The browser is no longer a browser.
The app store is no longer an app store.
They have become the gateways to commerce, communication, knowledge, mobility, and economic participation itself.
Those who control these gateways increasingly control direction, visibility, discovery, optimisation, monetisation, and ultimately influence and outcomes.
Nations will NOT take over nations without invading them with ammunition and nuclear warheads But with cutting them off their information superhighways that have innocuously but definitely become the nervous system of any nation.
The future will not merely be shaped by those who build products. It will be shaped by those who control the pipes through which products flow.
In the AI age, this becomes even more consequential.
Without AI, India will continue to progress. But that progress may resemble travelling at the speed of sound while AI-powered nations move at the speed of light. The result is not merely a gap.

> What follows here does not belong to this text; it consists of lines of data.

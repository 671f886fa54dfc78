//! Discovered images grouped by the package (chart) that references them

use crate::error::Result;
use crate::image::reference::{Image, ImageKey, PatchPolicy};
use serde::{Deserialize, Serialize};
use std::collections::BTreeMap;
use std::fmt;
use std::path::Path;

/// A deployable package bundle, e.g. a chart
#[derive(Debug, Clone, PartialEq, Eq, PartialOrd, Ord, Hash, Serialize, Deserialize)]
pub struct Package {
    pub name: String,
    pub version: String,
}

impl Package {
    pub fn new(name: impl Into<String>, version: impl Into<String>) -> Self {
        Self {
            name: name.into(),
            version: version.into(),
        }
    }

    /// Synthetic package attributing images listed directly in configuration
    pub fn placeholder() -> Self {
        Self::new("images", "0.0.0")
    }
}

impl fmt::Display for Package {
    fn fmt(&self, f: &mut fmt::Formatter<'_>) -> fmt::Result {
        write!(f, "{}@{}", self.name, self.version)
    }
}

#[derive(Debug, Clone, PartialEq, Eq)]
pub struct CatalogEntry {
    pub image: Image,
    /// Value-tree paths inside the package where the reference was found
    pub value_paths: Vec<String>,
}

/// Package → image → value paths. Cloning yields an independent snapshot.
#[derive(Debug, Clone, Default, PartialEq, Eq)]
pub struct ImageCatalog {
    packages: BTreeMap<Package, BTreeMap<ImageKey, CatalogEntry>>,
}

impl ImageCatalog {
    pub fn new() -> Self {
        Self::default()
    }

    /// Insert an image, merging value paths when the same key already exists
    pub fn insert(&mut self, package: Package, image: Image, value_paths: Vec<String>) {
        let images = self.packages.entry(package).or_default();
        match images.get_mut(&image.key()) {
            Some(entry) => {
                for path in value_paths {
                    if !entry.value_paths.contains(&path) {
                        entry.value_paths.push(path);
                    }
                }
            }
            None => {
                images.insert(image.key(), CatalogEntry { image, value_paths });
            }
        }
    }

    /// Images listed directly in configuration, attributed to the placeholder package
    pub fn add_static_images<I>(&mut self, images: I)
    where
        I: IntoIterator<Item = Image>,
    {
        let placeholder = Package::placeholder();
        self.packages.entry(placeholder.clone()).or_default();
        for image in images {
            self.insert(placeholder.clone(), image, Vec::new());
        }
    }

    pub fn packages(&self) -> impl Iterator<Item = &Package> {
        self.packages.keys()
    }

    pub fn entries(&self, package: &Package) -> impl Iterator<Item = (&ImageKey, &CatalogEntry)> {
        self.packages.get(package).into_iter().flat_map(|images| images.iter())
    }

    pub fn iter(&self) -> impl Iterator<Item = (&Package, &ImageKey, &CatalogEntry)> {
        self.packages
            .iter()
            .flat_map(|(package, images)| images.iter().map(move |(key, entry)| (package, key, entry)))
    }

    /// Every distinct image once, in key order
    pub fn unique_images(&self) -> BTreeMap<ImageKey, Image> {
        let mut unique: BTreeMap<ImageKey, Image> = BTreeMap::new();
        for (_, key, entry) in self.iter() {
            match unique.get_mut(key) {
                // An explicit exclusion anywhere wins over an unset policy elsewhere
                Some(existing) if entry.image.patch != PatchPolicy::Unset => {
                    if existing.patch != PatchPolicy::Excluded {
                        existing.patch = entry.image.patch;
                    }
                }
                Some(_) => {}
                None => {
                    unique.insert(key.clone(), entry.image.clone());
                }
            }
        }
        unique
    }

    /// Packages that reference a given image
    pub fn packages_of(&self, key: &ImageKey) -> Vec<Package> {
        self.packages
            .iter()
            .filter(|(_, images)| images.contains_key(key))
            .map(|(package, _)| package.clone())
            .collect()
    }

    pub fn image_count(&self) -> usize {
        self.unique_images().len()
    }

    pub fn is_empty(&self) -> bool {
        self.packages.values().all(|images| images.is_empty())
    }

    /// Apply `f` to every entry, re-keying entries whose reference changed.
    /// Entries for which `f` returns `false` are dropped.
    pub fn retain_map<F>(&mut self, mut f: F) -> Result<()>
    where
        F: FnMut(&Package, &mut Image) -> Result<bool>,
    {
        for (package, images) in self.packages.iter_mut() {
            let mut rebuilt: BTreeMap<ImageKey, CatalogEntry> = BTreeMap::new();
            for (_, mut entry) in std::mem::take(images) {
                if !f(package, &mut entry.image)? {
                    continue;
                }
                let key = entry.image.key();
                match rebuilt.get_mut(&key) {
                    Some(existing) => {
                        for path in entry.value_paths {
                            if !existing.value_paths.contains(&path) {
                                existing.value_paths.push(path);
                            }
                        }
                    }
                    None => {
                        rebuilt.insert(key, entry);
                    }
                }
            }
            *images = rebuilt;
        }
        Ok(())
    }

    /// Load discovery output: `{ "chart@1.0.0": { "<image ref>": ["path.to.value"] } }`
    pub fn from_discovery_json(data: &str) -> Result<Self> {
        let raw: BTreeMap<String, BTreeMap<String, Vec<String>>> = serde_json::from_str(data)?;
        let mut catalog = Self::new();
        for (package, images) in raw {
            let package = match package.rsplit_once('@') {
                Some((name, version)) => Package::new(name, version),
                None => Package::new(package, "0.0.0"),
            };
            for (reference, value_paths) in images {
                catalog.insert(package.clone(), Image::parse(&reference)?, value_paths);
            }
        }
        Ok(catalog)
    }

    pub fn load_discovery(path: &Path) -> Result<Self> {
        let data = std::fs::read_to_string(path)?;
        Self::from_discovery_json(&data)
    }
}

#[cfg(test)]
mod tests {
    use super::*;

    fn chart() -> Package {
        Package::new("web", "1.2.0")
    }

    #[test]
    fn test_insert_merges_value_paths() {
        let mut catalog = ImageCatalog::new();
        let image = Image::parse("nginx:1.25").unwrap();
        catalog.insert(chart(), image.clone(), vec!["image".into()]);
        catalog.insert(chart(), image.clone(), vec!["sidecar.image".into(), "image".into()]);

        let entries: Vec<_> = catalog.entries(&chart()).collect();
        assert_eq!(entries.len(), 1);
        assert_eq!(entries[0].1.value_paths, vec!["image", "sidecar.image"]);
    }

    #[test]
    fn test_static_images_use_placeholder_package() {
        let mut catalog = ImageCatalog::new();
        catalog.add_static_images(vec![Image::parse("busybox:1.36").unwrap()]);
        assert_eq!(catalog.packages().next(), Some(&Package::placeholder()));
        assert_eq!(catalog.image_count(), 1);
    }

    #[test]
    fn test_unique_images_prefers_exclusion() {
        let mut catalog = ImageCatalog::new();
        let image = Image::parse("redis:7").unwrap();
        catalog.insert(chart(), image.clone(), vec![]);
        catalog.insert(
            Package::new("cache", "0.1.0"),
            image.clone().with_patch(PatchPolicy::Excluded),
            vec![],
        );

        let unique = catalog.unique_images();
        assert_eq!(unique.len(), 1);
        assert_eq!(unique[&image.key()].patch, PatchPolicy::Excluded);
        assert_eq!(catalog.packages_of(&image.key()).len(), 2);
    }

    #[test]
    fn test_retain_map_rekeys_rewritten_images() {
        let mut catalog = ImageCatalog::new();
        catalog.insert(chart(), Image::parse("docker.io/org/app:1.0").unwrap(), vec!["a".into()]);
        catalog.insert(chart(), Image::parse("docker.io/org/drop:1.0").unwrap(), vec![]);

        catalog
            .retain_map(|_, image| {
                if image.repository == "org/drop" {
                    return Ok(false);
                }
                image.registry = "mirror.local".to_string();
                Ok(true)
            })
            .unwrap();

        let keys: Vec<_> = catalog.entries(&chart()).map(|(k, _)| k.to_string()).collect();
        assert_eq!(keys, vec!["mirror.local/org/app:1.0"]);
    }

    #[test]
    fn test_from_discovery_json() {
        let catalog = ImageCatalog::from_discovery_json(
            r#"{"web@1.2.0": {"nginx:1.25": ["image.repository"]}, "bare": {"redis:7": []}}"#,
        )
        .unwrap();
        assert_eq!(catalog.image_count(), 2);
        assert!(catalog.packages().any(|p| p == &Package::new("bare", "0.0.0")));
    }
}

It is an expanding chasm in productivity, competitiveness, innovation, and human development.
As AI continuously optimises products, services, logistics, healthcare, education, finance, and manufacturing, nations without sovereign foundational technologies risk becoming consumers rather than creators; markets rather than makers.
Their goods become less competitive.
Their services become less attractive.
Their dependence deepens.
And their data, the strategic resource of the 21st century, is continuously sieved, refined, crystallised, and monetised elsewhere.
The geopolitical landscape of tomorrow will not be determined solely by armies, minerals, energy reserves, or trade routes.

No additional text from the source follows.